HONOLULU, Nov. 20, 2015 /PRNewswire-USNewswire/ -- Self-inflicted digital wounds created by a lack of interoperability among joint U.S. and coalition forces' technologies may cause more harm than enemy cyber forces, according to military leaders from the United States and partner nations in the Asia-Pacific region.
"Before we have any contact with an enemy, we'll find we have degraded communication," Gen. Vincent K. Brooks, USA, commander, U.S. Army Pacific, said during his opening speech at TechNet Asia-Pacific 2015 sponsored by AFCEA International and the AFCEA Hawaii Chapter. Gen. Brooks added that being unable to exchange information effectively in a coalition environment would hamper U.S. forces in their areas of strength.

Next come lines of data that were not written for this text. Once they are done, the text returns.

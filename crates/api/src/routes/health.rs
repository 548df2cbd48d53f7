use axum::extract::State;
use axum::{routing::get, Json, Router};
use serde::Serialize;

use crate::state::AppState;

/// Health check response payload.
#[derive(Serialize)]
pub struct HealthResponse {
    /// Overall service status.
    pub status: &'static str,
    /// Crate version from Cargo.toml.
    pub version: &'static str,
    /// Whether the backing store is reachable.
    pub db_healthy: bool,
}

/// GET /health -- returns service and store health.
async fn health_check(State(state): State<AppState>) -> Json<HealthResponse> {
    let db_healthy = match state.store.health_check().await {
        Ok(()) => true,
        Err(e) => {
            tracing::warn!(error = %e, "Store health check failed");
            false
        }
    };

    let status = if db_healthy { "ok" } else { "degraded" };

    Json(HealthResponse {
        status,
        version: env!("CARGO_PKG_VERSION"),
        db_healthy,
    })
}

/// Mount health check routes (intended for root-level, NOT under `/api/v1`).
pub fn router() -> Router<AppState> {
    Router::new().route("/health", get(health_check))
}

The Asia-Pacific region features a diverse set of allies and potential partners who will shape the nature of future coalitions, so the lack of interoperability will require an international solution. "We have to be extraordinarily adept technologically—and we're not," Gen. Brooks declared.

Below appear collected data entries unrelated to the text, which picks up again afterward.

//! Persistence layer: connection pool, migrations, row models,
//! repositories, and the [`store::TutoringStore`] seam consumed by the
//! review workflow and the HTTP handlers.

use sqlx::postgres::PgPoolOptions;

pub mod models;
pub mod repositories;
pub mod store;

pub type DbPool = sqlx::PgPool;

/// Create a connection pool from a database URL.
pub async fn create_pool(database_url: &str, max_connections: u32) -> Result<DbPool, sqlx::Error> {
    PgPoolOptions::new()
        .max_connections(max_connections)
        .connect(database_url)
        .await
}

/// Round-trip a trivial query to confirm the database is reachable.
pub async fn health_check(pool: &DbPool) -> Result<(), sqlx::Error> {
    sqlx::query("SELECT 1").execute(pool).await?;
    Ok(())
}

/// Apply all pending migrations from `db/migrations`.
pub async fn run_migrations(pool: &DbPool) -> Result<(), sqlx::migrate::MigrateError> {
    sqlx::migrate!("../../db/migrations").run(pool).await
}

The general cited a specific example. The Republic of Korea must use two different mounted displays in a command vehicle, one for its own situational awareness data and another for the U.S. Blue Force Tracker system. The two systems are incompatible, so they can't share data. As a result, warfighters must blend and sort information even while on the move.
U.S. allies share the general's interoperability concerns. "We don't think ahead enough about a coalition environment," said Britain's Capt. Nicolas Tindal, RN, who is posted to the U.S. Pacific Fleet. This is particularly an issue when, as the captain pointed out, "It is no longer possible to operate alone."

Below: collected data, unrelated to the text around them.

//! Review submission and listing.

use std::sync::Arc;

use tutorhub_core::error::CoreError;
use tutorhub_core::review::{normalize_review_text, validate_rating};
use tutorhub_core::session::SessionStatus;
use tutorhub_core::types::DbId;
use tutorhub_db::models::review::{
    NewReview, Review, ReviewFilter, ReviewWithStudent, SubmitReview,
};
use tutorhub_db::store::{StoreError, TutoringStore, REVIEW_PAIR_CONSTRAINT};

use crate::aggregator::RatingAggregator;

/// Validates, persists, and lists reviews.
///
/// A review is accepted only for a `Completed` session, and only once per
/// (student, session) pair. Every accepted review triggers a synchronous
/// rating recompute for its tutor before `submit` returns.
#[derive(Clone)]
pub struct ReviewService {
    store: Arc<dyn TutoringStore>,
    aggregator: RatingAggregator,
}

impl ReviewService {
    pub fn new(store: Arc<dyn TutoringStore>) -> Self {
        let aggregator = RatingAggregator::new(Arc::clone(&store));
        Self { store, aggregator }
    }

    pub fn aggregator(&self) -> &RatingAggregator {
        &self.aggregator
    }

    /// Submit a review.
    ///
    /// Checks run in order and stop at the first failure:
    ///
    /// 1. Input shape: `InvalidInput` for a missing id, a rating that is not
    ///    a whole number in 1..=5, or an over-long comment.
    /// 2. Session: `NotFound` if absent, `SessionNotEligible` unless
    ///    `Completed`, `InvalidInput` if it belongs to another tutor or
    ///    student.
    /// 3. Pair: `DuplicateReview` if this student already reviewed it.
    ///
    /// Nothing is written until all checks pass. The insert and the rating
    /// update are separate writes; if the recompute fails the review stays.
    pub async fn submit(&self, input: SubmitReview) -> Result<Review, CoreError> {
        let new_review = validate_submission(&input)?;

        let session = self
            .store
            .find_session_by_id(new_review.session_id)
            .await?
            .ok_or(CoreError::NotFound {
                entity: "Session",
                id: new_review.session_id,
            })?;

        let reviewable = session
            .status
            .parse::<SessionStatus>()
            .is_ok_and(SessionStatus::is_reviewable);
        if !reviewable {
            tracing::warn!(
                session_id = session.id,
                status = %session.status,
                "Review rejected: session not completed"
            );
            return Err(CoreError::SessionNotEligible {
                session_id: session.id,
                status: session.status,
            });
        }

        if session.tutor_id != new_review.tutor_id {
            return Err(CoreError::InvalidInput(format!(
                "Session {} does not belong to tutor {}",
                session.id, new_review.tutor_id
            )));
        }
        if session.student_id != new_review.student_id {
            return Err(CoreError::InvalidInput(format!(
                "Session {} does not belong to student {}",
                session.id, new_review.student_id
            )));
        }

        let duplicate = CoreError::DuplicateReview {
            student_id: new_review.student_id,
            session_id: new_review.session_id,
        };

        let existing = self
            .store
            .find_reviews(&ReviewFilter::for_student_session(
                new_review.student_id,
                new_review.session_id,
            ))
            .await?;
        if !existing.is_empty() {
            tracing::warn!(
                student_id = new_review.student_id,
                session_id = new_review.session_id,
                "Review rejected: duplicate"
            );
            return Err(duplicate);
        }

        // A concurrent submission for the same pair can pass the check above;
        // the store's uniqueness guard catches it here.
        let review = match self.store.insert_review(&new_review).await {
            Ok(review) => review,
            Err(StoreError::UniqueViolation(constraint))
                if constraint == REVIEW_PAIR_CONSTRAINT =>
            {
                return Err(duplicate);
            }
            Err(e) => return Err(e.into()),
        };

        tracing::info!(
            review_id = review.id,
            tutor_id = review.tutor_id,
            session_id = review.session_id,
            rating = review.rating,
            "Review submitted"
        );

        self.aggregator.recompute(review.tutor_id).await?;

        Ok(review)
    }

    /// All reviews for a tutor with student display names, newest first.
    ///
    /// An unknown tutor yields an empty list.
    pub async fn list_by_tutor(&self, tutor_id: DbId) -> Result<Vec<ReviewWithStudent>, CoreError> {
        Ok(self.store.list_reviews_for_tutor(tutor_id).await?)
    }
}

/// Turn a raw submission into insertable fields, rating first.
fn validate_submission(input: &SubmitReview) -> Result<NewReview, CoreError> {
    let rating = input
        .rating
        .ok_or_else(|| CoreError::InvalidInput("rating is required".to_string()))
        .and_then(validate_rating)?;

    let required = |value: Option<DbId>, field: &str| {
        value.ok_or_else(|| CoreError::InvalidInput(format!("{field} is required")))
    };

    Ok(NewReview {
        student_id: required(input.student_id, "student_id")?,
        tutor_id: required(input.tutor_id, "tutor_id")?,
        session_id: required(input.session_id, "session_id")?,
        rating,
        review_text: normalize_review_text(input.review_text.as_deref())?,
    })
}

#[cfg(test)]
mod tests {
    use assert_matches::assert_matches;
    use tutorhub_core::rating::RatingSummary;

    use super::*;
    use crate::test_support::Fixture;

    fn submission(student: DbId, tutor: DbId, session: DbId, rating: f64) -> SubmitReview {
        SubmitReview {
            student_id: Some(student),
            tutor_id: Some(tutor),
            session_id: Some(session),
            rating: Some(rating),
            review_text: Some("great".to_string()),
        }
    }

    async fn review_count(fx: &Fixture) -> usize {
        fx.store
            .find_reviews(&ReviewFilter::default())
            .await
            .unwrap()
            .len()
    }

    #[tokio::test]
    async fn submit_persists_review_and_updates_rating() {
        let fx = Fixture::new();
        let tutor = fx.tutor("T1").await;
        let student = fx.student("A").await;
        let session = fx.completed_session(tutor, student).await;

        let review = fx
            .service()
            .submit(submission(student, tutor, session, 5.0))
            .await
            .unwrap();

        assert_eq!(review.rating, 5);
        assert_eq!(review.review_text.as_deref(), Some("great"));
        let stored = fx.store.find_tutor_by_id(tutor).await.unwrap().unwrap();
        assert_eq!(stored.average_rating, Some(5.0));
        assert_eq!(stored.review_count, 1);
    }

    #[tokio::test]
    async fn scenario_duplicate_and_pending_session() {
        let fx = Fixture::new();
        let service = fx.service();
        let t1 = fx.tutor("T1").await;
        let a = fx.student("A").await;
        let b = fx.student("B").await;
        let s1 = fx.completed_session(t1, a).await;

        service.submit(submission(a, t1, s1, 5.0)).await.unwrap();

        let mut again = submission(a, t1, s1, 3.0);
        again.review_text = Some("again".to_string());
        let err = service.submit(again).await.unwrap_err();
        assert_matches!(err, CoreError::DuplicateReview { student_id, session_id }
            if student_id == a && session_id == s1);

        let stored = fx.store.find_tutor_by_id(t1).await.unwrap().unwrap();
        assert_eq!(stored.average_rating, Some(5.0));
        assert_eq!(review_count(&fx).await, 1);

        let s2 = fx.pending_session(t1, b).await;
        let err = service.submit(submission(b, t1, s2, 4.0)).await.unwrap_err();
        assert_matches!(err, CoreError::SessionNotEligible { .. });
    }

    #[tokio::test]
    async fn non_completed_sessions_are_never_eligible() {
        let fx = Fixture::new();
        let tutor = fx.tutor("T1").await;
        let student = fx.student("A").await;
        let session = fx.pending_session(tutor, student).await;

        for rating in 1..=5 {
            let err = fx
                .service()
                .submit(submission(student, tutor, session, f64::from(rating)))
                .await
                .unwrap_err();
            assert_matches!(err, CoreError::SessionNotEligible { .. });
        }

        // Accepted is still not enough.
        fx.store
            .transition_session_status(session, SessionStatus::Pending, SessionStatus::Accepted, None)
            .await
            .unwrap();
        let err = fx
            .service()
            .submit(submission(student, tutor, session, 4.0))
            .await
            .unwrap_err();
        assert_matches!(err, CoreError::SessionNotEligible { status, .. } if status == "Accepted");
        assert_eq!(review_count(&fx).await, 0);
    }

    #[tokio::test]
    async fn invalid_ratings_fail_before_any_lookup() {
        let fx = Fixture::new();

        // Session 999 does not exist; rating validation must win.
        for rating in [0.0, 6.0, 3.5, -2.0] {
            let err = fx
                .service()
                .submit(submission(1, 2, 999, rating))
                .await
                .unwrap_err();
            assert_matches!(err, CoreError::InvalidInput(_));
        }
        assert_eq!(review_count(&fx).await, 0);
    }

    #[tokio::test]
    async fn missing_fields_are_invalid_input() {
        let fx = Fixture::new();
        let err = fx
            .service()
            .submit(SubmitReview {
                rating: Some(4.0),
                ..SubmitReview::default()
            })
            .await
            .unwrap_err();
        assert_matches!(err, CoreError::InvalidInput(msg) if msg.contains("student_id"));

        let err = fx
            .service()
            .submit(SubmitReview::default())
            .await
            .unwrap_err();
        assert_matches!(err, CoreError::InvalidInput(msg) if msg.contains("rating"));
    }

    #[tokio::test]
    async fn unknown_session_is_not_found() {
        let fx = Fixture::new();
        let err = fx
            .service()
            .submit(submission(1, 2, 77, 4.0))
            .await
            .unwrap_err();
        assert_matches!(err, CoreError::NotFound { entity: "Session", id: 77 });
    }

    #[tokio::test]
    async fn session_of_another_student_is_rejected() {
        let fx = Fixture::new();
        let tutor = fx.tutor("T1").await;
        let owner = fx.student("A").await;
        let intruder = fx.student("B").await;
        let session = fx.completed_session(tutor, owner).await;

        let err = fx
            .service()
            .submit(submission(intruder, tutor, session, 1.0))
            .await
            .unwrap_err();
        assert_matches!(err, CoreError::InvalidInput(_));
        assert_eq!(review_count(&fx).await, 0);
    }

    #[tokio::test]
    async fn missing_tutor_fails_recompute_but_keeps_review() {
        let fx = Fixture::new();
        let student = fx.student("A").await;
        // The memory store does not enforce references, so the session can
        // point at a tutor that was never created.
        let session = fx.completed_session(555, student).await;

        let err = fx
            .service()
            .submit(submission(student, 555, session, 4.0))
            .await
            .unwrap_err();
        assert_matches!(err, CoreError::NotFound { entity: "Tutor", id: 555 });
        assert_eq!(review_count(&fx).await, 1);
    }

    #[tokio::test]
    async fn rating_tracks_mean_of_all_reviews() {
        let fx = Fixture::new();
        let service = fx.service();
        let tutor = fx.tutor("T1").await;

        let mut ratings = Vec::new();
        for (i, rating) in [5, 3, 4, 1, 2, 5].into_iter().enumerate() {
            let student = fx.student(&format!("S{i}")).await;
            let session = fx.completed_session(tutor, student).await;
            service
                .submit(submission(student, tutor, session, f64::from(rating)))
                .await
                .unwrap();
            ratings.push(rating);

            let expected = ratings.iter().map(|&r| f64::from(r)).sum::<f64>() / ratings.len() as f64;
            let stored = fx.store.find_tutor_by_id(tutor).await.unwrap().unwrap();
            let actual = stored.average_rating.unwrap();
            assert!((actual - expected).abs() < 1e-9, "{actual} != {expected}");
            assert_eq!(stored.review_count, ratings.len() as i64);
        }
    }

    #[tokio::test(flavor = "multi_thread", worker_threads = 4)]
    async fn concurrent_submissions_converge_to_exact_mean() {
        let fx = Fixture::new();
        let service = fx.service();
        let tutor = fx.tutor("T1").await;

        let mut requests = Vec::new();
        for i in 0..20 {
            let student = fx.student(&format!("S{i}")).await;
            let session = fx.completed_session(tutor, student).await;
            requests.push(submission(student, tutor, session, f64::from(i % 5 + 1)));
        }

        let handles: Vec<_> = requests
            .into_iter()
            .map(|req| {
                let service = service.clone();
                tokio::spawn(async move { service.submit(req).await })
            })
            .collect();
        for result in futures::future::join_all(handles).await {
            result.unwrap().unwrap();
        }

        // Racing recomputes may leave any snapshot behind; one more run
        // is enough to land on the exact mean.
        let summary = service.aggregator().recompute(tutor).await.unwrap();
        assert_eq!(summary, RatingSummary { average: Some(3.0), count: 20 });
    }

    #[tokio::test]
    async fn concurrent_duplicates_persist_exactly_one() {
        let fx = Fixture::new();
        let service = fx.service();
        let tutor = fx.tutor("T1").await;
        let student = fx.student("A").await;
        let session = fx.completed_session(tutor, student).await;

        let attempts = (0..8).map(|_| {
            let service = service.clone();
            let req = submission(student, tutor, session, 4.0);
            async move { service.submit(req).await }
        });
        let results = futures::future::join_all(attempts).await;

        let ok = results.iter().filter(|r| r.is_ok()).count();
        let dup = results
            .iter()
            .filter(|r| matches!(r, Err(CoreError::DuplicateReview { .. })))
            .count();
        assert_eq!(ok, 1);
        assert_eq!(dup, 7);
        assert_eq!(review_count(&fx).await, 1);
    }

    #[tokio::test]
    async fn list_by_tutor_is_empty_for_unreviewed_tutor() {
        let fx = Fixture::new();
        let tutor = fx.tutor("T1").await;
        assert!(fx.service().list_by_tutor(tutor).await.unwrap().is_empty());
    }

    #[tokio::test]
    async fn list_by_tutor_includes_student_names() {
        let fx = Fixture::new();
        let service = fx.service();
        let tutor = fx.tutor("T1").await;
        let student = fx.student("Grace").await;
        let session = fx.completed_session(tutor, student).await;
        service
            .submit(submission(student, tutor, session, 5.0))
            .await
            .unwrap();

        let listed = service.list_by_tutor(tutor).await.unwrap();
        assert_eq!(listed.len(), 1);
        assert_eq!(listed[0].student_name.as_deref(), Some("Grace"));
        assert_eq!(listed[0].review.rating, 5);
    }
}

During training exercises, the U.S. and British ships can effectively share data through the CENTRIXS network, but if war breaks out, the U.S. ships will immediately revert to using the Secret Internet Protocol Router Network. As a result, neither fleet can alert the other to threats or communicate situational awareness changes, Capt. Tindal pointed out.
The problem has been a long time in the making, reported Andy Singer, deputy director, intelligence, J-2, U.S. Pacific Command. "We came up with network-centric warfare when we should have had warfare-centric networks," Singer said.
Additional coverage of TechNet Asia-Pacific 2015 is available online.
TechNet Asia-Pacific, now in its 30th year, is sponsored by AFCEA International and the AFCEA Hawaii Chapter. It is the largest event in the Pacific Rim focusing on regional defense issues.